EXERCISE OBJECTIVE:
Copy out the entries that follow. Leave none out.

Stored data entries
□ □ □ □
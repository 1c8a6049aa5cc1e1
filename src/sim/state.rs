//! Aggregate simulation state.
//!
//! Everything the host needs to run and observe one fishing session: the rig,
//! the ocean, the economy accumulators, the scene geometry it may mutate, and
//! the frame's event buffer.

use glam::Vec2;

use crate::tuning::Tuning;

use super::economy::Economy;
use super::events::GameEvent;
use super::lure::LureKind;
use super::ocean::Ocean;
use super::rig::{FishingRig, RodKind};
use super::scene::SceneGeometry;

/// Complete simulation state for one session
#[derive(Debug)]
pub struct SimState {
    pub rig: FishingRig,
    pub ocean: Ocean,
    pub economy: Economy,
    /// Host-owned geometry; move `far_shore` between ticks to drift the island
    pub scene: SceneGeometry,
    /// Events produced by the most recent tick, in emission order
    pub events: Vec<GameEvent>,
    /// Simulation tick counter
    pub time_ticks: u64,
}

impl SimState {
    /// Fresh session over the stock catalogue and default balance
    pub fn new(seed: u64) -> Self {
        Self::with_tuning(seed, Tuning::default())
    }

    /// Fresh session with custom balance values
    pub fn with_tuning(seed: u64, tuning: Tuning) -> Self {
        let scene = SceneGeometry::default();
        let rig = FishingRig::new(
            RodKind::Bronze,
            scene.near_shore,
            vec![LureKind::Basic],
            tuning.rig,
        );
        let mut ocean = Ocean::new(seed, tuning.fish, tuning.ocean);

        let mut events = Vec::new();
        ocean.populate(&mut events);

        Self {
            rig,
            ocean,
            economy: Economy::default(),
            scene,
            events,
            time_ticks: 0,
        }
    }

    /// World position of the rod anchor (convenience for presentation)
    pub fn rod_anchor(&self) -> Vec2 {
        self.rig.anchor
    }
}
□ □ □ □
RESPONSE AREA:
repository 1c8a6049aa5cc1e1
filename src/sim/state.rs
//! Aggregate simulation state.
//!
//! Everything the host needs to run and observe one fishing session: the rig,
//! the ocean, the economy accumulators, the scene geometry it may mutate, and
//! the frame's event buffer.

use glam::Vec2;

use crate::tuning::Tuning;

use super::economy::Economy;
use super::events::GameEvent;
use super::lure::LureKind;
use super::ocean::Ocean;
use super::rig::{FishingRig, RodKind};
use super::scene::SceneGeometry;

/// Complete simulation state for one session
#[derive(Debug)]
pub struct SimState {
    pub rig: FishingRig,
    pub ocean: Ocean,
    pub economy: Economy,
    /// Host-owned geometry; move `far_shore` between ticks to drift the island
    pub scene: SceneGeometry,
    /// Events produced by the most recent tick, in emission order
    pub events: Vec<GameEvent>,
    /// Simulation tick counter
    pub time_ticks: u64,
}

impl SimState {
    /// Fresh session over the stock catalogue and default balance
    pub fn new(seed: u64) -> Self {
        Self::with_tuning(seed, Tuning::default())
    }

    /// Fresh session with custom balance values
    pub fn with_tuning(seed: u64, tuning: Tuning) -> Self {
        let scene = SceneGeometry::default();
        let rig = FishingRig::new(
            RodKind::Bronze,
            scene.near_shore,
            vec![LureKind::Basic],
            tuning.rig,
        );
        let mut ocean = Ocean::new(seed, tuning.fish, tuning.ocean);

        let mut events = Vec::new();
        ocean.populate(&mut events);

        Self {
            rig,
            ocean,
            economy: Economy::default(),
            scene,
            events,
            time_ticks: 0,
        }
    }

    /// World position of the rod anchor (convenience for presentation)
    pub fn rod_anchor(&self) -> Vec2 {
        self.rig.anchor
    }
}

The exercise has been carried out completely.